Media Release | May 5, 2019
The CEC's Work
The OPS Community Equity Council started its work in late 2018/early 2019. There have been a number of situations that we have been following closely that have exposed the need for us to find ways to build strong relationships between Ottawa Police Services and the racialized, Indigenous and faith based communities in order to continue making and keeping our communities safe.
As CEC members, from the community and the police services, we are all committed to improving the Ottawa Police Service as a service that supports all citizens of Ottawa. There is alot of serious and honest conversations that we are having in order to bring about change. As our Acting Vice Chair, Gérard Étienne has stated, “We have to find a different way to talk about these issues, so we don’t walk away from each other and instead we find really meaningful solutions.”

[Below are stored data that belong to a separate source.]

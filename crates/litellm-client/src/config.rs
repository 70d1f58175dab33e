use litellm_core::serde_helpers::string_map;
use serde::{Deserialize, Serialize};
use std::collections::BTreeMap;
use std::fmt;

use crate::auth::{resolve_auth_method, AuthMethod, JwtAuth};
use crate::error::{ClientError, Result};

pub const ENV_API_TOKEN: &str = "LITELLM_API_TOKEN";
pub const ENV_API_BASE_URL: &str = "LITELLM_API_BASE_URL";
pub const ENV_JWT_TOKEN_ENDPOINT: &str = "LITELLM_JWT_TOKEN_ENDPOINT";

pub const DEFAULT_TOKEN_ATTRIBUTE: &str = "access_token";

fn default_token_attribute() -> String {
    DEFAULT_TOKEN_ATTRIBUTE.to_string()
}

/// Provider block configuration.
///
/// Empty strings mean "not set"; see [`ProviderConfig::with_env_defaults`].
#[derive(Clone, Default, PartialEq, Serialize, Deserialize)]
pub struct ProviderConfig {
    #[serde(default)]
    pub api_token: String,
    #[serde(default)]
    pub api_base_url: String,
    #[serde(default)]
    pub jwt_token_endpoint: String,
    #[serde(default, deserialize_with = "string_map")]
    pub jwt_request_header: BTreeMap<String, String>,
    #[serde(default, deserialize_with = "string_map")]
    pub jwt_request_payload: BTreeMap<String, String>,
    #[serde(default = "default_token_attribute")]
    pub jwt_token_attribute: String,
}

/// The credential a configuration resolves to.
#[derive(Debug, Clone, PartialEq)]
pub enum Credentials {
    ApiToken(String),
    Jwt(JwtAuth),
}

impl Credentials {
    pub fn method(&self) -> AuthMethod {
        match self {
            Credentials::ApiToken(_) => AuthMethod::ApiToken,
            Credentials::Jwt(_) => AuthMethod::Jwt,
        }
    }
}

impl ProviderConfig {
    pub fn new(api_base_url: impl Into<String>) -> Self {
        Self {
            api_base_url: api_base_url.into(),
            jwt_token_attribute: default_token_attribute(),
            ..Default::default()
        }
    }

    pub fn with_api_token(mut self, token: impl Into<String>) -> Self {
        self.api_token = token.into();
        self
    }

    pub fn with_jwt_endpoint(mut self, endpoint: impl Into<String>) -> Self {
        self.jwt_token_endpoint = endpoint.into();
        self
    }

    pub fn with_jwt_header(mut self, name: impl Into<String>, value: impl Into<String>) -> Self {
        self.jwt_request_header.insert(name.into(), value.into());
        self
    }

    pub fn with_jwt_payload(mut self, key: impl Into<String>, value: impl Into<String>) -> Self {
        self.jwt_request_payload.insert(key.into(), value.into());
        self
    }

    pub fn with_jwt_token_attribute(mut self, attribute: impl Into<String>) -> Self {
        self.jwt_token_attribute = attribute.into();
        self
    }

    /// Parse a provider block given as JSON.
    pub fn from_value(value: serde_json::Value) -> Result<Self> {
        serde_json::from_value(value).map_err(|e| ClientError::Configuration(e.to_string()))
    }

    /// Fill unset fields from the process environment.
    pub fn with_env_defaults(self) -> Self {
        self.with_defaults_from(|name| std::env::var(name).ok())
    }

    /// Fill unset fields from `lookup`, keyed by environment variable name.
    pub fn with_defaults_from<F>(mut self, lookup: F) -> Self
    where
        F: Fn(&str) -> Option<String>,
    {
        let fill = |field: &mut String, name: &str| {
            if field.is_empty() {
                if let Some(value) = lookup(name) {
                    *field = value;
                }
            }
        };
        fill(&mut self.api_token, ENV_API_TOKEN);
        fill(&mut self.api_base_url, ENV_API_BASE_URL);
        fill(&mut self.jwt_token_endpoint, ENV_JWT_TOKEN_ENDPOINT);
        if self.jwt_token_attribute.is_empty() {
            self.jwt_token_attribute = default_token_attribute();
        }
        self
    }

    /// The JWT settings, present when a token endpoint is configured.
    pub fn jwt_auth(&self) -> Option<JwtAuth> {
        if self.jwt_token_endpoint.is_empty() {
            return None;
        }
        Some(JwtAuth {
            token_endpoint: self.jwt_token_endpoint.clone(),
            request_headers: self.jwt_request_header.clone(),
            request_payload: self.jwt_request_payload.clone(),
            token_attribute: if self.jwt_token_attribute.is_empty() {
                default_token_attribute()
            } else {
                self.jwt_token_attribute.clone()
            },
        })
    }

    /// Resolve exactly one credential, or fail.
    pub fn credentials(&self) -> Result<Credentials> {
        let jwt = self.jwt_auth();
        match resolve_auth_method(&self.api_token, jwt.as_ref())? {
            AuthMethod::ApiToken => Ok(Credentials::ApiToken(self.api_token.clone())),
            AuthMethod::Jwt => jwt
                .map(Credentials::Jwt)
                .ok_or_else(|| ClientError::Configuration("JWT configuration is missing".into())),
        }
    }
}

impl fmt::Debug for ProviderConfig {
    fn fmt(&self, f: &mut fmt::Formatter<'_>) -> fmt::Result {
        let token = if self.api_token.is_empty() { "" } else { "<redacted>" };
        f.debug_struct("ProviderConfig")
            .field("api_token", &token)
            .field("api_base_url", &self.api_base_url)
            .field("jwt_token_endpoint", &self.jwt_token_endpoint)
            .field("jwt_request_header", &self.jwt_request_header.keys())
            .field("jwt_request_payload", &self.jwt_request_payload.keys())
            .field("jwt_token_attribute", &self.jwt_token_attribute)
            .finish()
    }
}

The Community Equity Council’s mandate is to support the OPS to improve its capacity to build and maintain meaningful relationships with communities. We have been reminded that when we work together we can co-create public safety in every community in Ottawa. That requires building relationships where relationships have been strained or do not exist.
Over the last three months we have been learning about the different initiatives that OPS has been embarking on, including the Outreach Report, Traffic Stop Report, Bias Neutral Initiative and the Gender Diversity Report. All of these are being integrated into the Equity, Diversity and Inclusion plan. We have also participated in the consultations for the OPS Diversity Audit. We have also had some frank conversations about the community issues that CEC members brought forward.
Some of the issues that we have been discussing to explore how to move forward includes:
How does the OPS understand and address racism in its institutional structure?
Particularly as it applies in the bias neutral approach that OPS has taken?
How can the OPS improve its ability to assess and respond to mental distress and deescalate situations when they are working with communities that may have little or no trust in the police?
What has been the impact on the community and on the OPS as a result of the death of Somali community member Abdirahman Abdi.
What has been the impact on the Indigenous community and on the OPS when Greg Ritchie died?
Expect to hear more from us about the committees we have formed and the work we are engaged with to find solutions.